Omnisend pulls customer data into templates and lets you intuitively build a one-time or scheduled campaign or series to match your optimal cadence.
This article provides the inspiration you need with eight real-world year-in-review examples, ideas, and best practices to follow.
Quick sign up | No credit card required
What is a year-in-review newsletter?
A year-in-review newsletter is an email campaign celebrating what you and your customers accomplished together and the moments that mattered.

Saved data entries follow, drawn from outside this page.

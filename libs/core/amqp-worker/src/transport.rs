//! Broker transport abstraction
//!
//! The connection manager, consumer and publisher talk to the broker only
//! through these traits. [`crate::LapinTransport`] is the production
//! implementation; tests plug in an in-memory broker.
//!
//! ```text
//! Transport::dial ──► BrokerConnection ──open_channel──► BrokerChannel
//!                         │ on_close(lost)                 │ on_close(lost)
//!                         ▼                                ▼
//!                     lost.cancel()  ◄───── either one fires the generation token
//! ```

use crate::error::AmqpError;
use async_trait::async_trait;
use futures::stream::BoxStream;
use std::sync::Arc;
use tokio_util::sync::CancellationToken;

/// Stream of deliveries for one basic.consume
pub type DeliveryStream = BoxStream<'static, Result<Delivery, AmqpError>>;

/// Opens connections to a broker
#[cfg_attr(test, mockall::automock)]
#[async_trait]
pub trait Transport: Send + Sync {
    /// Dial the broker. `connection_name` is reported as a client property.
    async fn dial(
        &self,
        url: &str,
        connection_name: Option<String>,
    ) -> Result<Arc<dyn BrokerConnection>, AmqpError>;
}

/// A live broker connection
#[cfg_attr(test, mockall::automock)]
#[async_trait]
pub trait BrokerConnection: Send + Sync {
    /// Open a new operational channel on this connection
    async fn open_channel(&self) -> Result<Arc<dyn BrokerChannel>, AmqpError>;

    /// Cancel `lost` when the connection closes unexpectedly
    fn on_close(&self, lost: CancellationToken);

    async fn close(&self) -> Result<(), AmqpError>;
}

/// A live channel on a broker connection
#[cfg_attr(test, mockall::automock)]
#[async_trait]
pub trait BrokerChannel: Send + Sync {
    /// basic.qos
    async fn set_prefetch(&self, count: u16) -> Result<(), AmqpError>;

    /// basic.consume with manual acknowledgment
    async fn consume(&self, queue: &str, consumer_tag: &str) -> Result<DeliveryStream, AmqpError>;

    /// basic.publish
    async fn publish(
        &self,
        exchange: &str,
        routing_key: &str,
        mandatory: bool,
        message: OutboundMessage,
    ) -> Result<(), AmqpError>;

    /// Cancel `lost` when the channel closes unexpectedly
    fn on_close(&self, lost: CancellationToken);

    async fn close(&self) -> Result<(), AmqpError>;
}

/// Settles a single delivery with the broker
#[cfg_attr(test, mockall::automock)]
#[async_trait]
pub trait Acknowledger: Send + Sync {
    async fn ack(&self) -> Result<(), AmqpError>;

    async fn reject(&self, requeue: bool) -> Result<(), AmqpError>;
}

/// One message taken from the broker.
///
/// Disposition consumes the delivery, so it can be settled at most once.
pub struct Delivery {
    pub delivery_tag: u64,
    pub body: Vec<u8>,
    pub redelivered: bool,
    acker: Box<dyn Acknowledger>,
}

impl Delivery {
    pub fn new(
        delivery_tag: u64,
        body: Vec<u8>,
        redelivered: bool,
        acker: Box<dyn Acknowledger>,
    ) -> Self {
        Self {
            delivery_tag,
            body,
            redelivered,
            acker,
        }
    }

    /// Acknowledge successful processing
    pub async fn ack(self) -> Result<(), AmqpError> {
        self.acker.ack().await
    }

    /// Reject the delivery. Without requeue the broker dead-letters it.
    pub async fn reject(self, requeue: bool) -> Result<(), AmqpError> {
        self.acker.reject(requeue).await
    }
}

impl std::fmt::Debug for Delivery {
    fn fmt(&self, f: &mut std::fmt::Formatter<'_>) -> std::fmt::Result {
        f.debug_struct("Delivery")
            .field("delivery_tag", &self.delivery_tag)
            .field("body_len", &self.body.len())
            .field("redelivered", &self.redelivered)
            .finish()
    }
}

/// Delivery mode for messages that survive a broker restart
pub const PERSISTENT: u8 = 2;

/// A message ready for basic.publish
#[derive(Debug, Clone, PartialEq, Eq)]
pub struct OutboundMessage {
    pub body: Vec<u8>,
    pub content_type: String,
    pub delivery_mode: u8,
    /// Creation time, seconds since the Unix epoch (UTC)
    pub timestamp: u64,
}

impl OutboundMessage {
    /// Persistent message stamped with the current time
    pub fn new(body: Vec<u8>, content_type: impl Into<String>) -> Self {
        let now = chrono::Utc::now().timestamp();
        Self {
            body,
            content_type: content_type.into(),
            delivery_mode: PERSISTENT,
            timestamp: u64::try_from(now).unwrap_or_default(),
        }
    }

    /// Persistent `application/json` message
    pub fn json(body: Vec<u8>) -> Self {
        Self::new(body, "application/json")
    }

    pub fn is_persistent(&self) -> bool {
        self.delivery_mode == PERSISTENT
    }
}
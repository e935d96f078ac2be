//! AMQP Worker Framework
//!
//! A resilient AMQP 0-9-1 (RabbitMQ) client for background workers.
//!
//! ## Features
//!
//! - **Fail-fast connect, endless reconnect**: the first connection must
//!   succeed; afterwards a background actor reconnects with a fixed delay
//! - **Worker pool**: N workers share one delivery stream with manual acks
//! - **Bounded retry**: exponential backoff per delivery, then dead-letter
//!   (reject without requeue)
//! - **Guarded publisher**: JSON, persistent, timestamped; refuses with
//!   `NotConnected` instead of blocking
//! - **Prometheus metrics** and **health endpoints**
//!
//! ## Architecture
//!
//! ```text
//!                     ┌──────────────────────┐
//!                     │  ConnectionManager   │── reconnect actor
//!                     │  watch<ConnState>    │
//!                     └──────────┬───────────┘
//!             current() ┌────────┴────────┐ channel()
//!                       ▼                 ▼
//!                   Consumer           Publisher
//!                 (worker pool)
//! ```
//!
//! ## Example
//!
//! ```ignore
//! use amqp_worker::{handler_fn, Client, ConnectionConfig, ConsumerConfig, HandlerError};
//!
//! let client = Client::connect(ConnectionConfig::new("amqp://localhost:5672")).await?;
//! let handler = Arc::new(handler_fn("log", |_ctx, body| async move {
//!     tracing::info!(len = body.len(), "received");
//!     Ok::<_, HandlerError>(())
//! }));
//!
//! let cancel = CancellationToken::new();
//! client
//!     .start_consuming(cancel, ConsumerConfig::new("jobs").with_workers(4), handler)
//!     .await?;
//! ```

mod client;
mod config;
mod connection;
mod consumer;
mod error;
mod handler;
mod health;
mod lapin_transport;
pub mod metrics;
mod publisher;
mod retry;
mod transport;

// Re-export main types
pub use client::Client;
pub use config::{ConnectionConfig, ConsumerConfig, DEFAULT_RECONNECT_DELAY, DEFAULT_RETRY_START};
pub use connection::{ConnectionManager, ConnectionState, Generation};
pub use consumer::Consumer;
pub use error::{AmqpError, HandlerError};
pub use handler::{handler_fn, HandlerContext, HandlerFn, MessageHandler};
pub use health::{health_router, HealthResponse, HealthState};
pub use lapin_transport::LapinTransport;
pub use metrics::{init_metrics, ConsumerMetrics};
pub use publisher::Publisher;
pub use retry::{run_with_backoff, RetryOutcome, RetryPolicy};
pub use transport::{
    Acknowledger, BrokerChannel, BrokerConnection, Delivery, DeliveryStream, OutboundMessage,
    Transport, PERSISTENT,
};

pub use tokio_util::sync::CancellationToken;
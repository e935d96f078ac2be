//! Service settings that are not part of the AMQP client configuration

use core_config::{env_or_default, env_parse, ConfigError, FromEnv};

const DEFAULT_HEALTH_PORT: u16 = 8083;

#[derive(Debug, Clone, PartialEq, Eq)]
pub struct WorkerSettings {
    /// Port of the health and metrics server
    pub health_port: u16,
    /// Exchange that receives `JobCompleted` events ("" = default exchange)
    pub result_exchange: String,
    pub result_routing_key: String,
}

/// Loads from:
/// - `JOBS_WORKER_HEALTH_PORT`, then `HEALTH_PORT` (default 8083)
/// - `JOBS_RESULT_EXCHANGE` (default "")
/// - `JOBS_RESULT_ROUTING_KEY` (default "jobs.results")
impl FromEnv for WorkerSettings {
    fn from_env() -> Result<Self, ConfigError> {
        let health_port = match std::env::var("JOBS_WORKER_HEALTH_PORT") {
            Ok(_) => env_parse("JOBS_WORKER_HEALTH_PORT", DEFAULT_HEALTH_PORT)?,
            Err(_) => env_parse("HEALTH_PORT", DEFAULT_HEALTH_PORT)?,
        };

        Ok(Self {
            health_port,
            result_exchange: env_or_default("JOBS_RESULT_EXCHANGE", ""),
            result_routing_key: env_or_default("JOBS_RESULT_ROUTING_KEY", "jobs.results"),
        })
    }
}
//! Job processing
//!
//! Each delivery is a JSON [`JobMessage`]. A finished job produces a
//! [`JobCompleted`] event that is published through a [`ResultSink`].

use amqp_worker::{AmqpError, HandlerContext, HandlerError, MessageHandler, Publisher};
use async_trait::async_trait;
use chrono::{DateTime, Utc};
use serde::{Deserialize, Serialize};
use serde_json::{json, Value};
use std::time::Duration;
use tracing::{debug, info, warn};
use uuid::Uuid;

/// A job as it arrives on the queue
#[derive(Debug, Clone, PartialEq, Serialize, Deserialize)]
pub struct JobMessage {
    pub id: Uuid,
    #[serde(flatten)]
    pub kind: JobKind,
}

/// What the job asks the worker to do.
///
/// Unknown kinds fail deserialization and are dead-lettered.
#[derive(Debug, Clone, PartialEq, Serialize, Deserialize)]
#[serde(tag = "kind", rename_all = "snake_case")]
pub enum JobKind {
    /// Return the payload unchanged as the job output
    Echo {
        #[serde(default)]
        payload: Value,
    },
    /// Wait for `millis`, giving up early on shutdown
    Sleep { millis: u64 },
    /// Fail with a retryable error
    Fail { reason: String },
}

impl JobKind {
    pub fn name(&self) -> &'static str {
        match self {
            JobKind::Echo { .. } => "echo",
            JobKind::Sleep { .. } => "sleep",
            JobKind::Fail { .. } => "fail",
        }
    }
}

/// Event emitted after a job finished successfully
#[derive(Debug, Clone, PartialEq, Serialize, Deserialize)]
pub struct JobCompleted {
    pub job_id: Uuid,
    pub kind: String,
    pub attempt: u32,
    pub redelivered: bool,
    pub completed_at: DateTime<Utc>,
    pub output: Value,
}

/// Destination for job results
#[cfg_attr(test, mockall::automock)]
#[async_trait]
pub trait ResultSink: Send + Sync {
    async fn publish_completed(&self, event: &JobCompleted) -> Result<(), AmqpError>;
}

/// [`ResultSink`] backed by the AMQP publisher
#[derive(Clone)]
pub struct AmqpResultSink {
    publisher: Publisher,
    exchange: String,
    routing_key: String,
}

impl AmqpResultSink {
    pub fn new(
        publisher: Publisher,
        exchange: impl Into<String>,
        routing_key: impl Into<String>,
    ) -> Self {
        Self {
            publisher,
            exchange: exchange.into(),
            routing_key: routing_key.into(),
        }
    }
}

#[async_trait]
impl ResultSink for AmqpResultSink {
    async fn publish_completed(&self, event: &JobCompleted) -> Result<(), AmqpError> {
        self.publisher
            .publish(event, &self.exchange, &self.routing_key, false)
            .await
    }
}

/// Executes jobs and reports their results
pub struct JobHandler<S> {
    sink: S,
}

impl<S: ResultSink> JobHandler<S> {
    pub fn new(sink: S) -> Self {
        Self { sink }
    }

    async fn execute(&self, ctx: &HandlerContext, kind: JobKind) -> Result<Value, HandlerError> {
        match kind {
            JobKind::Echo { payload } => Ok(payload),
            JobKind::Sleep { millis } => {
                tokio::select! {
                    _ = ctx.cancel.cancelled() => {
                        Err(HandlerError::retryable("interrupted by shutdown"))
                    }
                    _ = tokio::time::sleep(Duration::from_millis(millis)) => {
                        Ok(json!({ "slept_ms": millis }))
                    }
                }
            }
            JobKind::Fail { reason } => Err(HandlerError::retryable(reason)),
        }
    }
}

#[async_trait]
impl<S: ResultSink + 'static> MessageHandler for JobHandler<S> {
    async fn handle(&self, ctx: &HandlerContext, body: &[u8]) -> Result<(), HandlerError> {
        let job: JobMessage = serde_json::from_slice(body)?;
        let kind = job.kind.name();

        debug!(
            job_id = %job.id,
            kind,
            attempt = ctx.attempt,
            redelivered = ctx.redelivered,
            "Processing job"
        );

        let output = self.execute(ctx, job.kind).await?;

        let event = JobCompleted {
            job_id: job.id,
            kind: kind.to_string(),
            attempt: ctx.attempt,
            redelivered: ctx.redelivered,
            completed_at: Utc::now(),
            output,
        };

        // Only an unencodable event is hopeless; broker-side failures get retried
        if let Err(e) = self.sink.publish_completed(&event).await {
            warn!(job_id = %job.id, error = %e, "Failed to publish job result");
            return Err(match e {
                AmqpError::Serialization(_) => {
                    HandlerError::permanent(format!("result not publishable: {}", e))
                }
                _ => HandlerError::retryable(format!("result not published: {}", e)),
            });
        }

        info!(job_id = %job.id, kind, attempt = ctx.attempt, "Job completed");
        Ok(())
    }

    fn name(&self) -> &'static str {
        "job_handler"
    }
}
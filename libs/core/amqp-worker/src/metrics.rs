//! Prometheus metrics for the AMQP client
//!
//! Provides observability into delivery handling and connection health.

use metrics::{counter, gauge, histogram};
use metrics_exporter_prometheus::{PrometheusBuilder, PrometheusHandle};
use once_cell::sync::OnceCell;
use std::time::Duration;
use tracing::{info, warn};

static PROMETHEUS_HANDLE: OnceCell<PrometheusHandle> = OnceCell::new();

/// Initialize Prometheus metrics
///
/// Call this once at startup. Subsequent calls are no-ops.
pub fn init_metrics() {
    let result = PROMETHEUS_HANDLE.get_or_try_init(|| {
        let handle = PrometheusBuilder::new().install_recorder()?;
        info!("Prometheus metrics initialized");
        Ok::<_, metrics_exporter_prometheus::BuildError>(handle)
    });

    if let Err(e) = result {
        warn!(error = %e, "Failed to install Prometheus recorder");
    }
}

/// Get the Prometheus handle for rendering metrics
pub fn get_metrics_handle() -> Option<&'static PrometheusHandle> {
    PROMETHEUS_HANDLE.get()
}

/// Render metrics in Prometheus format
pub fn render_metrics() -> String {
    get_metrics_handle()
        .map(|h| h.render())
        .unwrap_or_default()
}

/// Record whether the client currently holds a usable connection
pub fn connection_ready(ready: bool) {
    gauge!("amqp_worker_connection_ready").set(if ready { 1.0 } else { 0.0 });
}

/// Record a lost connection
pub fn connection_lost() {
    counter!("amqp_worker_connection_lost_total").increment(1);
}

/// Record a reconnect attempt
pub fn reconnect_attempt(success: bool) {
    counter!(
        "amqp_worker_reconnect_attempts_total",
        "status" => if success { "success" } else { "failed" }
    )
    .increment(1);
}

/// Record a publish result
pub fn publish_result(exchange: &str, status: &'static str) {
    counter!(
        "amqp_worker_publish_total",
        "exchange" => exchange.to_string(),
        "status" => status
    )
    .increment(1);
}

/// Consumer metrics helper
#[derive(Clone)]
pub struct ConsumerMetrics {
    /// Queue name for labeling
    queue: String,
    /// Handler name for labeling
    handler: String,
}

impl ConsumerMetrics {
    /// Create new ConsumerMetrics
    pub fn new(queue: impl Into<String>, handler: impl Into<String>) -> Self {
        Self {
            queue: queue.into(),
            handler: handler.into(),
        }
    }

    /// Record a delivery being received
    pub fn delivery_received(&self) {
        counter!(
            "amqp_worker_deliveries_received_total",
            "queue" => self.queue.clone(),
            "handler" => self.handler.clone()
        )
        .increment(1);
    }

    /// Record a delivery acknowledged after successful handling
    pub fn delivery_acked(&self, duration: Duration) {
        counter!(
            "amqp_worker_deliveries_acked_total",
            "queue" => self.queue.clone(),
            "handler" => self.handler.clone()
        )
        .increment(1);

        histogram!(
            "amqp_worker_handler_duration_seconds",
            "queue" => self.queue.clone(),
            "handler" => self.handler.clone()
        )
        .record(duration.as_secs_f64());
    }

    /// Record a rejected delivery
    pub fn delivery_rejected(&self, requeue: bool, reason: &'static str) {
        counter!(
            "amqp_worker_deliveries_rejected_total",
            "queue" => self.queue.clone(),
            "handler" => self.handler.clone(),
            "requeue" => requeue.to_string(),
            "reason" => reason
        )
        .increment(1);
    }

    /// Record handler retries for one delivery
    pub fn handler_retried(&self, retries: u32) {
        if retries == 0 {
            return;
        }
        counter!(
            "amqp_worker_handler_retries_total",
            "queue" => self.queue.clone(),
            "handler" => self.handler.clone()
        )
        .increment(u64::from(retries));
    }

    /// Record an ack or reject that did not reach the broker
    pub fn settle_failed(&self) {
        counter!(
            "amqp_worker_settle_errors_total",
            "queue" => self.queue.clone(),
            "handler" => self.handler.clone()
        )
        .increment(1);
    }

    /// Record a consumer setup failure (QoS or basic.consume)
    pub fn setup_failed(&self, stage: &'static str) {
        counter!(
            "amqp_worker_consumer_setup_errors_total",
            "queue" => self.queue.clone(),
            "stage" => stage
        )
        .increment(1);
    }
}
use crate::{env_optional, Environment};
use tracing::{debug, info};
use tracing_subscriber::{prelude::*, EnvFilter};

/// Default directives when `RUST_LOG` is unset.
///
/// The AMQP client library logs every frame at debug/trace, so it is held at
/// warn unless asked for explicitly.
const PRODUCTION_FILTER: &str = "info,lapin=warn,amqp_worker=info";
const DEVELOPMENT_FILTER: &str = "debug,lapin=warn,amqp_worker=debug";

/// Install color-eyre with a project-standard configuration.
///
/// Call this early in main() before any fallible operations. Safe to call
/// multiple times.
pub fn install_color_eyre() {
    let _ = color_eyre::config::HookBuilder::default()
        .display_location_section(true)
        .display_env_section(false)
        .install();
}

/// Log output format
#[derive(Clone, Copy, Debug, PartialEq, Eq)]
pub enum LogFormat {
    Json,
    Pretty,
}

impl LogFormat {
    /// `LOG_FORMAT=json|pretty` overrides the environment default
    pub fn resolve(environment: &Environment) -> Self {
        match env_optional("LOG_FORMAT").as_deref() {
            Some(value) if value.eq_ignore_ascii_case("json") => LogFormat::Json,
            Some(value) if value.eq_ignore_ascii_case("pretty") => LogFormat::Pretty,
            _ if environment.is_production() => LogFormat::Json,
            _ => LogFormat::Pretty,
        }
    }
}

/// Initialize tracing with environment-aware configuration and error span capture.
///
/// - **Production** (`APP_ENV=production`): flattened JSON events for log
///   aggregation, module targets hidden.
/// - **Development** (default): pretty, human-readable output.
///
/// Both include `tracing_error::ErrorLayer` so `eyre` reports carry span
/// traces. `RUST_LOG` overrides the default filter.
///
/// Safe to call more than once; later calls are ignored.
pub fn init_tracing(environment: &Environment) {
    let format = LogFormat::resolve(environment);

    let filter = EnvFilter::try_from_default_env().unwrap_or_else(|_| {
        EnvFilter::new(if environment.is_production() {
            PRODUCTION_FILTER
        } else {
            DEVELOPMENT_FILTER
        })
    });

    let result = match format {
        LogFormat::Json => tracing_subscriber::registry()
            .with(
                tracing_subscriber::fmt::layer()
                    .json()
                    .with_target(false)
                    .flatten_event(true),
            )
            .with(tracing_error::ErrorLayer::default())
            .with(filter)
            .try_init(),
        LogFormat::Pretty => tracing_subscriber::registry()
            .with(
                tracing_subscriber::fmt::layer()
                    .with_target(true)
                    .with_file(false)
                    .with_line_number(false)
                    .pretty(),
            )
            .with(tracing_error::ErrorLayer::default())
            .with(filter)
            .try_init(),
    };

    match result {
        Ok(_) => info!(?environment, ?format, "Tracing initialized"),
        Err(_) => debug!("Tracing already initialized, skipping re-initialization"),
    }
}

It can be a scheduled or one-time send, or an email series that arrives over December.
Why send a year-in-review email?
People stick with brands that chronicle their wins, and genuine recognition of customer milestones builds relationships better than any flash sale or promo code you could send.
Year-in-review emails help you:
- Reawaken dormant customers with personal victories
- Convert prospects using community proof
- Strengthen loyalty via recognition
- Spark organic sharing from memorable highlights
- Set expectations for next year’s possibilities
You already have the data, stories, and customer wins sitting in your analytics waiting to become a personalized email that people appreciate.
Forget the year-in-review, and your customers will chase brands that made them the hero of the story instead of just another email address.
Year-in-review newsletter ideas
Customers don’t need another inbox clogger about your company’s journey. They want proof they matter, evidence of progress, and content worth saving for later.
Steal these end-of-year newsletter ideas:
- Milestones and wins: Map when customers broke their own records, from first purchase to power user status. Include dates, numbers, and comparisons that make their progress undeniable, especially achievements they didn’t realize they’d hit.
- Customer impact: Calculate how customer actions shaped your business decisions, naming feedback that killed features or sparked new ones. Show the ripple effect of their suggestions with numbers on how many other users benefited.
- Popular moments: Reveal which products, posts, or campaigns customers obsessed over, including the weird ones nobody predicted. Share behind-the-scenes metrics of what flopped versus what had people coming back daily.
- Next year preview: Give customers early intelligence on what’s launching and what’s changing. Include dates and ask for their feedback. Use that information to start building your New Year email series.
- Personal message: Write something real from leadership that acknowledges what went wrong this year, alongside what worked. Skip the corporate speak and admit the struggles, surprises, and lessons customers already noticed anyway.
8 best year-in-review newsletter examples
The best year-in-review examples are on-brand and personalized when appropriate. Check out these end-of-year newsletter examples to inspire your own:
Rebel Rabbit: A fun year-in-review email
Subject line: 🐇 Rebel Rabbit Wrapped 2024
Rebel Rabbit turns its year-in-review into a visual party that celebrates both company wins and customer participation. The “2024 Review” showcases numbers (400,000+ cans sold, 700+ retail partners) alongside customer-driven data like top states where drinks landed:

The design uses graphics and the brand’s rebellious tone instead of corporate templates, with sections like “Wilder Hare” product launch getting the same visual treatment as customer metrics. Category buttons at the bottom turn nostalgia into shopping opportunities.
What you can learn from it
- Mix company milestones with customer impact data to show how purchases shaped your year
- Use your brand’s voice and design style rather than switching to generic year-end templates
- Add shoppable elements so reflection turns into revenue
Timbuk2: Rewinding a year of bestsellers
Subject line: ICYMI: We did a LOT in 2024
Timbuk2’s year-in-review newsletter rewinds its product launches instead of using customer data and personalization, showing 2024’s bestsellers with lifestyle shots that remind people of what they might have missed:

The subject line “ICYMI: We did a LOT in 2024” speaks directly to customers who zoned out during the year, giving them a second chance at products they scrolled past in July.
What you can learn from it
- Focus on product highlights when that’s what your customers care about most
- Use “ICYMI” framing to re-engage customers who missed launches throughout the year
- Keep copy minimal and let product photography carry the emotional weight
Methodical Coffee: Celebrating customer favorites
Subject line: ☕️ Your 2024 Wrapped with Methodical
Methodical Coffee leads with “from the first sips of January to the last pours of December,” turning the year into a coffee journey rather than a sales report:

The email showcases what customers actually ordered, with its Blue Boy blend at the top, followed by single origins that kept selling out.
“We can’t say we’re too surprised,” acknowledges the winner without overselling it, while gold labels on dark backgrounds make the rankings feel curated rather than calculated.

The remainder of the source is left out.